A surfeit of listings in many Toronto neighbourhoods has prompted an increasing number of real estate agents to resort to an unfamiliar strategy: they are discouraging homeowners from listing their homes for sale.

In early July, some sellers who have failed to land a deal have recently taken their properties off the market while buyers vacillate.

James Warren, real estate agent with Chestnut Park Real Estate Ltd., says he is advising homeowners to hold off in areas with abundant inventory except in cases where they need to list because of a job transfer, an estate sale or another pressing reason.

“Unless I absolutely had to, I would wait until the fall,” says Mr. Warren. “The audience isn’t listening right now.”

Mr. Warren does much of his business in Rosedale, where one luxury property traded hands in November for $21-million.

“The gentleman bought it for full price, first showing,” says Mr.

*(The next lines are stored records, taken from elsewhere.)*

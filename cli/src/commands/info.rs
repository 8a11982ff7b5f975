//! Info command implementation.

use anyhow::Result;
use clap::Parser;
use std::path::PathBuf;

/// Info command arguments.
#[derive(Parser)]
pub struct InfoCommand {
    /// Directory holding the trained model
    #[arg(short, long)]
    pub tokenizer: PathBuf,

    /// Maximum number of merges to list
    #[arg(long, default_value_t = 20)]
    pub limit: usize,
}

pub fn run(cmd: InfoCommand) -> Result<()> {
    let tokenizer = super::load_tokenizer(&cmd.tokenizer)?;
    let (Some(vocab), Some(merges)) = (tokenizer.vocab(), tokenizer.merges()) else {
        anyhow::bail!("{} holds no trained model", cmd.tokenizer.display());
    };

    println!("Vocab size: {}", vocab.len());
    println!("Merges: {}", merges.len());

    for rule in merges.iter().take(cmd.limit) {
        let render = |id| vocab.render(id).unwrap_or_default();
        println!(
            "  {:>6} = ({}, {})  {:?} + {:?} -> {:?}",
            rule.new_token_id,
            rule.pair.0,
            rule.pair.1,
            render(rule.pair.0),
            render(rule.pair.1),
            render(rule.new_token_id)
        );
    }
    if merges.len() > cmd.limit {
        println!("  ... {} more", merges.len() - cmd.limit);
    }

    Ok(())
}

Warren.

The problem since, Mr. Warren says, is that other homeowners in the upscale enclave have been setting asking prices around the $20-million mark, aiming for a similar result without success.

“People are pricing their houses off this one sale.”

As inventory in Rosedale soared in recent weeks, a cluster of properties sat unsold at that level.

“You can’t have seven or eight houses in Rosedale at $20-million-plus. Where are the buyers?”

The $21-million property had some elements that neighbouring properties can’t match: The sale and closing took place quickly as 2023 wound down because hikes to the City of Toronto’s municipal land transfer tax rate for homes valued above $3-million were set to come into effect on Jan. 1.

Another draw was that the house was built about 10 years ago, which is unusual in an enclave of homes protected by heritage conservation rules.

Mr. Warren says that some sellers prefer to set an ambitious asking price at the start but that can backfire quickly. Agents with competing listings point to the value that their property offers by comparison.

“If you’re not well-priced you’re going to sit,” he says. “You’re going to be used to sell other houses that are better priced.”

Anita Springate-Renaud, broker with Engel & Volkers in central Toronto, believes buyer confidence is slowly building. She points to a home in her own neighbourhood of Lawrence Park, where inventory is tight.

“It was on for just over a week and sold for $9-million.”

But at the lower end, buyers who rely on a mortgage are waiting for interest rates to drop further.

She says some sellers are pulling their listings with a plan to relist in September.

Ms. Springate-Renaud recently took down the listing for a condo on Blue Jays Way with an asking price of $829,000.

“If you don’t need to sell, let’s wait for the inventory to come down,” was her advice to the owner.

Despite the more frequent recommendations from agents that homeowners hold tight, Ms. Springate-Renaud says the photographers and stagers she talks to remain busy prepping more properties.

“My stager was glad to get some of her stuff back. It was in a property forever and it didn’t sell.”

The positive news for thwarted would-be sellers, is that the outlook for the second half of the year is a little brighter.

Rishi Sondhi, economist with Toronto-Dominion Bank, is predicting that sales in Toronto, Vancouver and other cities across Canada will soon begin to gain traction after a sluggish spring.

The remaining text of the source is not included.